Updated•25 years ago
|
Status: NEW → ASSIGNED
Summary: [BETA] implement migration tool to convert 4.x prefs to UTF8 → [BETA][FEATURE] implement migration tool to convert 4.x prefs to UTF8
Comment 9•25 years ago
|
||
I have a couple of questions.
1)Where to put IsUTF8String? In mozilla/intl?
2)Where (in which directory) is the migration code?
Comment 10•25 years ago
|
||
I found nsPrefMigration does the migration.
http://lxr.mozilla.org/seamonkey/source/profile/pref-migrator/src/nsPrefMigratio
n.cpp
Here is what I can do. I can add member functions to
1) detects UTF-8 string
2) get a platform charset
3) convert string to UTF-8
Then I will reassign this to dougt or sspitzer (as they appear in CVS log).
Updated•25 years ago
|
Target Milestone: M13 → M14
Comment 11•25 years ago
|
||
I can probably check in my part in next week but it needs time actually to be
used in the migration code. Moving to M14.
Updated•25 years ago
|
Assignee: nhotta → sspitzer
Status: ASSIGNED → NEW
Comment 12•25 years ago
|
||
Checked in I18N functions, reassign to sspitzer.
Here is a usage from the header file (nsPrefMigration.h).
// I18N pref migration:
//
// 5.0 stores pref strings are UTF-8 while 4.x stores them either plat
form charset or UTF-8
// depends on the pref.
// Functions here provide possible two ways to deal with the I18N
migration.
//
// 1) Use the knowleage of which 4.x pref strings are platform charset.
// If PrefStringNeedsCharsetConversion() returns true then the string to
be converted to UTF-8.
//
// 2) Apply UTF-8 detection to all string pres. Apply the conversion if
the string is detected as UTF-8.
//
// The user of the functions need to decide 1) or 2).
// The functions to get platform charset and charset conversion code to
UTF-8 are also provided.
//
| Assignee | ||
Comment 13•25 years ago
|
||
selmer, is this something your team can handle?
I don't think this is a mail-news specific bug, and I'm overloaded.
Comment 14•25 years ago
|
||
Seth, why isn't nhotta finishing the implementation? It's certainly not mail
specific...
Comment 15•25 years ago
|
||
I do not have knowledge of pref migration. All I could do was to provide I18N
functions (unicode conversion etc..), see my comment on 2000-01-05 15:05.

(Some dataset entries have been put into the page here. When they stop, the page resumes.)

impl Mutator {
    pub fn new(store: PresentationStore, coalesce_window: Duration) -> Self {
        Self {
            store,
            coalescer: Coalescer::new(coalesce_window),
        }
    }

    pub fn store(&self) -> &PresentationStore {
        &self.store
    }

    fn gate(&self, action: Action) -> Result<(), MutationError> {
        let role = self.store.current_role();
        if can(role, action) {
            return Ok(());
        }
        let role = role.unwrap_or(Role::Unknown);
        log::debug!("Denied {action} for {role}");
        Err(MutationError::Denied { role, action })
    }

    // ─── Blocks ──────────────────────────────────────────────────────

    /// Add a block with default content, position and size.
    pub fn add_block<O: Outbox + ?Sized>(
        &mut self,
        out: &mut O,
        slide_id: &str,
    ) -> Result<TextBlock, MutationError> {
        let block = TextBlock::default();
        self.insert_block(out, slide_id, block.clone())?;
        Ok(block)
    }

    /// Add `block` to a slide.
    pub fn insert_block<O: Outbox + ?Sized>(
        &mut self,
        out: &mut O,
        slide_id: &str,
        block: TextBlock,
    ) -> Result<(), MutationError> {
        self.gate(Action::AddBlock)?;
        let mut presentation_id = String::new();
        self.store.try_update(|view| {
            let p = loaded(view)?;
            let slide = find_slide(p, slide_id)?;
            if slide.has_block(&block.id) {
                return Err(MutationError::BlockExists(block.id.clone()));
            }
            presentation_id = p.id.clone();
            let mut next = p.clone();
            if let Some(s) = next.slides.iter_mut().find(|s| s.id == slide_id) {
                s.blocks.push(block.clone());
            }
            Ok(view.with_presentation(next))
        })?;

        emit(
            out,
            ClientEvent::AddBlock {
                presentation_id,
                slide_id: slide_id.to_owned(),
                block,
            },
        );
        Ok(())
    }

    /// Replace the Markdown content of a block. Coalesced.
    pub fn update_block_content<O: Outbox + ?Sized>(
        &mut self,
        out: &mut O,
        slide_id: &str,
        block_id: &str,
        content: &str,
    ) -> Result<(), MutationError> {
        let field = PendingField::Content(content.to_owned());
        self.edit_block(out, slide_id, block_id, |b| field.apply_to(b), Some(field.clone()))
    }

    /// Move a block. Coalesced.
    pub fn move_block<O: Outbox + ?Sized>(
        &mut self,
        out: &mut O,
        slide_id: &str,
        block_id: &str,
        x: f64,
        y: f64,
    ) -> Result<(), MutationError> {
        let field = PendingField::Position { x, y };
        self.edit_block(out, slide_id, block_id, |b| field.apply_to(b), Some(field.clone()))
    }

    /// Resize a block. Coalesced.
    pub fn resize_block<O: Outbox + ?Sized>(
        &mut self,
        out: &mut O,
        slide_id: &str,
        block_id: &str,
        width: f64,
        height: f64,
    ) -> Result<(), MutationError> {
        let field = PendingField::Size { width, height };
        self.edit_block(out, slide_id, block_id, |b| field.apply_to(b), Some(field.clone()))
    }

    /// Restyle a block. Sent immediately.
    pub fn update_block_style<O: Outbox + ?Sized>(
        &mut self,
        out: &mut O,
        slide_id: &str,
        block_id: &str,
        styles: BlockStyles,
    ) -> Result<(), MutationError> {
        self.edit_block(out, slide_id, block_id, |b| b.with_styles(styles), None)
    }

    /// Apply `edit` to one block. With `coalesce` the field waits for its
    /// window; without, the whole block is sent at once and the block's
    /// pending fields are dropped. An edit that changes nothing sends nothing.
    fn edit_block<O: Outbox + ?Sized>(
        &mut self,
        out: &mut O,
        slide_id: &str,
        block_id: &str,
        edit: impl FnOnce(&TextBlock) -> TextBlock,
        coalesce: Option<PendingField>,
    ) -> Result<(), MutationError> {
        self.gate(Action::UpdateBlock)?;
        let mut presentation_id = String::new();
        let mut updated = None;
        let changed = self.store.try_update(|view| {
            let p = loaded(view)?;
            let block = find_slide(p, slide_id)?.block(block_id).ok_or_else(|| {
                MutationError::BlockNotFound {
                    slide_id: slide_id.to_owned(),
                    block_id: block_id.to_owned(),
                }
            })?;
            let next_block = edit(block);
            let mut next = p.clone();
            if let Some(slot) = next
                .slides
                .iter_mut()
                .find(|s| s.id == slide_id)
                .and_then(|s| s.blocks.iter_mut().find(|b| b.id == block_id))
            {
                *slot = next_block.clone();
            }
            presentation_id = p.id.clone();
            updated = Some(next_block);
            Ok(view.with_presentation(next))
        })?;
        let Some(block) = updated.filter(|_| changed) else {
            log::debug!("Edit of block {block_id} changed nothing");
            return Ok(());
        };

        match coalesce {
            Some(field) => {
                let key = CoalesceKey::new(block_id, field.kind());
                let pending = PendingUpdate {
                    presentation_id,
                    slide_id: slide_id.to_owned(),
                    field,
                };
                self.coalescer.offer(key, pending, Instant::now());
            }
            None => {
                self.coalescer.cancel_where(|k| k.block_id == block_id);
                emit(
                    out,
                    ClientEvent::UpdateBlock {
                        presentation_id,
                        slide_id: slide_id.to_owned(),
                        block,
                    },
                );
            }
        }
        Ok(())
    }

    pub fn remove_block<O: Outbox + ?Sized>(
        &mut self,
        out: &mut O,
        slide_id: &str,
        block_id: &str,
    ) -> Result<(), MutationError> {
        self.gate(Action::RemoveBlock)?;
        let mut presentation_id = String::new();
        self.store.try_update(|view| {
            let p = loaded(view)?;
            if !find_slide(p, slide_id)?.has_block(block_id) {
                return Err(MutationError::BlockNotFound {
                    slide_id: slide_id.to_owned(),
                    block_id: block_id.to_owned(),
                });
            }
            presentation_id = p.id.clone();
            let mut next = p.clone();
            if let Some(s) = next.slides.iter_mut().find(|s| s.id == slide_id) {
                s.blocks.retain(|b| b.id != block_id);
            }
            Ok(view.with_presentation(next))
        })?;

        self.coalescer.cancel_where(|k| k.block_id == block_id);
        emit(
            out,
            ClientEvent::RemoveBlock {
                presentation_id,
                slide_id: slide_id.to_owned(),
                block_id: block_id.to_owned(),
            },
        );
        Ok(())
    }

    // ─── Slides ──────────────────────────────────────────────────────

    /// Append a new slide and make it current.
    pub fn add_slide<O: Outbox + ?Sized>(&mut self, out: &mut O) -> Result<Slide, MutationError> {
        self.gate(Action::AddSlide)?;
        let slide = Slide::new(DEFAULT_SLIDE_TITLE);
        let mut presentation_id = String::new();
        self.store.try_update(|view| {
            let p = loaded(view)?;
            presentation_id = p.id.clone();
            let mut presentation = p.clone();
            presentation.slides.push(slide.clone());
            let mut next = view.with_presentation(presentation);
            next.selection.current_slide_id = Some(slide.id.clone());
            next.selection.active_block_id = None;
            Ok(next)
        })?;

        emit(
            out,
            ClientEvent::AddSlide {
                presentation_id,
                slide: slide.clone(),
            },
        );
        Ok(slide)
    }

    /// Remove a slide. The last remaining slide cannot be removed.
    pub fn remove_slide<O: Outbox + ?Sized>(
        &mut self,
        out: &mut O,
        slide_id: &str,
    ) -> Result<(), MutationError> {
        self.gate(Action::RemoveSlide)?;
        let mut presentation_id = String::new();
        let mut removed_blocks = Vec::new();
        self.store.try_update(|view| {
            let p = loaded(view)?;
            let slide = find_slide(p, slide_id)?;
            if p.slides.len() <= 1 {
                return Err(MutationError::LastSlide);
            }
            presentation_id = p.id.clone();
            removed_blocks = slide.blocks.iter().map(|b| b.id.clone()).collect();
            let mut next = p.clone();
            next.slides.retain(|s| s.id != slide_id);
            Ok(view.with_presentation(next))
        })?;

        self.coalescer
            .cancel_where(|k| removed_blocks.contains(&k.block_id));
        emit(
            out,
            ClientEvent::RemoveSlide {
                presentation_id,
                slide_id: slide_id.to_owned(),
            },
        );
        Ok(())
    }

    /// Show `slide_id` here and, for roles allowed to present, on every
    /// client. Returns whether the change was broadcast.
    pub fn navigate_slide<O: Outbox + ?Sized>(
        &mut self,
        out: &mut O,
        slide_id: &str,
    ) -> Result<bool, MutationError> {
        self.gate(Action::NavigateLocal)?;
        let presentation_id = {
            let view = self.store.view();
            let p = loaded(&view)?;
            find_slide(p, slide_id)?;
            p.id.clone()
        };
        self.store.select_slide(slide_id);

        if !can(self.store.current_role(), Action::NavigateBroadcast) {
            return Ok(false);
        }
        emit(
            out,
            ClientEvent::NavigateSlide {
                presentation_id,
                slide_id: slide_id.to_owned(),
            },
        );
        Ok(true)
    }

    // ─── Users ───────────────────────────────────────────────────────

    /// Assign EDITOR or VIEWER to another user.
    pub fn change_user_role<O: Outbox + ?Sized>(
        &mut self,
        out: &mut O,
        user_id: &str,
        role: Role,
    ) -> Result<(), MutationError> {
        self.gate(Action::ChangeUserRole)?;
        let mut presentation_id = String::new();
        self.store.try_update(|view| {
            let p = loaded(view)?;
            let user = p
                .user(user_id)
                .ok_or_else(|| MutationError::UserNotFound(user_id.to_owned()))?;
            let assignable = matches!(role, Role::Editor | Role::Viewer);
            let is_self = view.selection.current_user_id.as_deref() == Some(user_id);
            if !assignable || is_self || user.id == p.creator_id {
                return Err(MutationError::InvalidRoleAssignment {
                    user_id: user_id.to_owned(),
                    role,
                });
            }
            presentation_id = p.id.clone();
            let mut next = p.clone();
            if let Some(u) = next.users.iter_mut().find(|u| u.id == user_id) {
                u.role = role;
            }
            Ok(view.with_presentation(next))
        })?;

        emit(
            out,
            ClientEvent::ChangeUserRole {
                presentation_id,
                user_id: user_id.to_owned(),
                new_role: role,
            },
        );
        Ok(())
    }

    // ─── Coalescing ──────────────────────────────────────────────────

    /// When the next coalescing window closes.
    pub fn next_deadline(&self) -> Option<Instant> {
        self.coalescer.next_deadline()
    }

    pub fn pending_len(&self) -> usize {
        self.coalescer.len()
    }

    /// Send every update whose window has closed by `now`.
    pub fn flush_due<O: Outbox + ?Sized>(&mut self, out: &mut O, now: Instant) -> usize {
        let due = self.coalescer.take_due(now);
        self.send_pending(out, due)
    }

    /// Send everything pending, regardless of windows.
    pub fn flush_all<O: Outbox + ?Sized>(&mut self, out: &mut O) -> usize {
        let pending = self.coalescer.drain();
        self.send_pending(out, pending)
    }

    /// Lay each pending field over the block as it is now and send one
    /// `update-block` per block. Blocks that vanished meanwhile are skipped.
    fn send_pending<O: Outbox + ?Sized>(
        &mut self,
        out: &mut O,
        pending: Vec<(CoalesceKey, PendingUpdate)>,
    ) -> usize {
        let Some(snapshot) = self.store.snapshot() else {
            return 0;
        };

        let mut frames: Vec<(CoalesceKey, PendingUpdate, TextBlock)> = Vec::new();
        for (key, update) in pending {
            if let Some((_, _, block)) = frames
                .iter_mut()
                .find(|(k, u, _)| k.block_id == key.block_id && u.slide_id == update.slide_id)
            {
                *block = update.field.apply_to(block);
                continue;
            }
            let Some(current) = snapshot.block(&update.slide_id, &key.block_id) else {
                log::debug!("Dropping coalesced update for vanished block {}", key.block_id);
                continue;
            };
            let block = update.field.apply_to(current);
            frames.push((key, update, block));
        }

        let mut sent = 0;
        for (key, update, block) in frames {
            log::debug!("Flushing update for block {}", key.block_id);
            let event = ClientEvent::UpdateBlock {
                presentation_id: update.presentation_id,
                slide_id: update.slide_id,
                block,
            };
            if let Err(e) = out.send_keyed(key.queue_key(), event) {
                log::warn!("Could not send coalesced update: {e}");
                continue;
            }
            sent += 1;
        }
        sent
    }
}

I assigned to sspitzer because he and dougt is the owner of the source files
according to cvs.
Basically, I18N group provides I18N functions and consultation and it's each
group responsibility to support I18N features. I agree this is not mail/news
issue so sspitzer is not the person to resolve this.
Seth, please reassign this to the person who is responsible for pref migration
tool. We can help implementing I18N support.
| Assignee | ||
Updated•25 years ago
|
Status: NEW → ASSIGNED
| Assignee | ||
Comment 16•25 years ago
|
||
accepting for now, but I may re-assign.
| Assignee | ||
Updated•25 years ago
|
Priority: P3 → P2
| Assignee | ||
Comment 17•25 years ago
|
||
marking p2
| Assignee | ||
Updated•25 years ago
|
Priority: P2 → P1
| Assignee | ||
Comment 18•25 years ago
|
||
this is migration related, so marking p1.
Summary: [BETA][FEATURE] implement migration tool to convert 4.x prefs to UTF8 → [FEATURE] implement migration tool to convert 4.x prefs to UTF8
Whiteboard: [PDT+]
| Assignee | ||
Comment 20•25 years ago
|
||
it was suggested by nhotta that I call PrefStringNeedsCharsetConversion() for
each prefname, and if that returned true, check if the pref was in utf-8 (by
calling IsUTF8String(), and if not, I'd convert that pref to utf-8 by using
GetPlatformCharset() and ConvertStringToUTF8()
that seems like a waste.
looking at PrefStringNeedsCharsetConversion() it looks like he plans on listing
all the prefs that may have been stored in the platform charset.
I'm going to just do this:
if we migrate a profile, after ReadUserPrefs(), I'll call ConvertPrefsToUTF8()
which will go through a list of prefs (currently the list is in
PrefStringNeedsCharsetConversion()) and then migrate those prefs from the
platform charset to utf8, if necessary.
this way, we will only migrate the prefs we know we need to.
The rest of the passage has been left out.